What type of physical exercises should I do to help prevent or manage my lymphedema?

  • Your body works better when you have daily physical activity.

  • This is still true when you have lymphedema. But, you need to do your activities in ways that will not hurt your arm(s) or leg(s) that had lymph nodes removed or damaged.

  • The therapist or rehabilitation specialist can help you find activities that fit your daily physical needs or exercises to help make your arm(s) and leg(s) less likely to have problems with lymphedema.

  • Exercise helps the muscles contract and this helps get the lymphatic fluid moving.

  • Deep breathing and drinking water also helps to get the lymphatic liquids moving.

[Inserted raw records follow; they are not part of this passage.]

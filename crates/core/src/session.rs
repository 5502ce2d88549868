//! Auth state published by the session controller.

use std::fmt;

use serde::{Deserialize, Serialize};

/// Result of the most recent identity resolution.
///
/// Valid transitions:
/// - Loading → Authenticated (identity resolved)
/// - Loading → Unauthenticated (resolution failed)
/// - Authenticated ⇄ Unauthenticated (explicit re-resolution only)
///
/// `Loading` is only ever the initial state; re-resolution never returns to it,
/// so `Loading` doubles as "first resolution still pending".
#[derive(Debug, Clone, Copy, Default, PartialEq, Eq, Serialize, Deserialize)]
#[serde(rename_all = "lowercase")]
pub enum AuthState {
    /// No resolution has completed yet.
    #[default]
    Loading,
    /// The server recognised the credential.
    Authenticated,
    /// No credential, or the server rejected it.
    Unauthenticated,
}

impl AuthState {
    /// Returns the string representation of the state.
    #[must_use]
    pub fn as_str(&self) -> &'static str {
        match self {
            Self::Loading => "loading",
            Self::Authenticated => "authenticated",
            Self::Unauthenticated => "unauthenticated",
        }
    }

    /// Returns true once the first resolution has settled.
    #[must_use]
    pub fn is_resolved(&self) -> bool {
        !matches!(self, Self::Loading)
    }

    /// Returns true if the session is authenticated.
    #[must_use]
    pub fn is_authenticated(&self) -> bool {
        matches!(self, Self::Authenticated)
    }

    /// State after a resolution attempt, given whether an identity came back.
    #[must_use]
    pub fn resolved(identified: bool) -> Self {
        if identified {
            Self::Authenticated
        } else {
            Self::Unauthenticated
        }
    }
}

impl fmt::Display for AuthState {
    fn fmt(&self, f: &mut fmt::Formatter<'_>) -> fmt::Result {
        f.write_str(self.as_str())
    }
}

  • Your daily life may include activities that are just as beneficial as any of the exercises described below.
    • Picking up a baby
    • Cleaning fish or game
    • Lifting a ream / package of paper for the office machines
    • Raking dry pine leaves to help as a fire starter in the fire place
    • Walking up and down stairs at home or at work
    • Walking up and down hills outside
    • Putting groceries away
    • Shoveling snow or mud
    • Dancing or teaching others traditional dances

  • Here are some general guidelines (talk with your provider about how they can be changed to fit your physical condition):
GENERAL Instructions:
  • Start your physical activity / exercise program under the supervision of a healthcare provider or therapist who is experienced working with lymphedema patients. This person will help you personalize the activities to reduce the likelihood of you injuring yourself or making the lymphedema worse.
  • Do physical activity (such as gardening, cleaning the house, walking, swimming, or other exercises) only while your arm is wrapped or while wearing a compression sleeve.

Caroline Shubert
(Fish River Inupiaq)
Dx 1988 Breast Cancer

play video

"The three of us would go for walks in the neighborhood. I would deliberatley swing my arms to try to get back the mobility and movement in my arms. I had exercises: walking your finger tips up the wall, I had to do that... Once I get them up there push down you know. Um, I spent a lot of time doing exercises, um and going for walks, I like the out of doors. After I was cleared to fly, I went up to the village. And mother was there. And the fish were running and it was so difficult because I had been cut from one side of the body to the other, the incision was healing, but I, I had very little strength in my arms. Hans and my brother, Johnny, would lift the fish up on to the table. Sometimes I could only cut two or three salmon and then I would have to go back and lie down. There is a lot of insulation across the area, and I found that even in the warmest weather I would get very, very cold."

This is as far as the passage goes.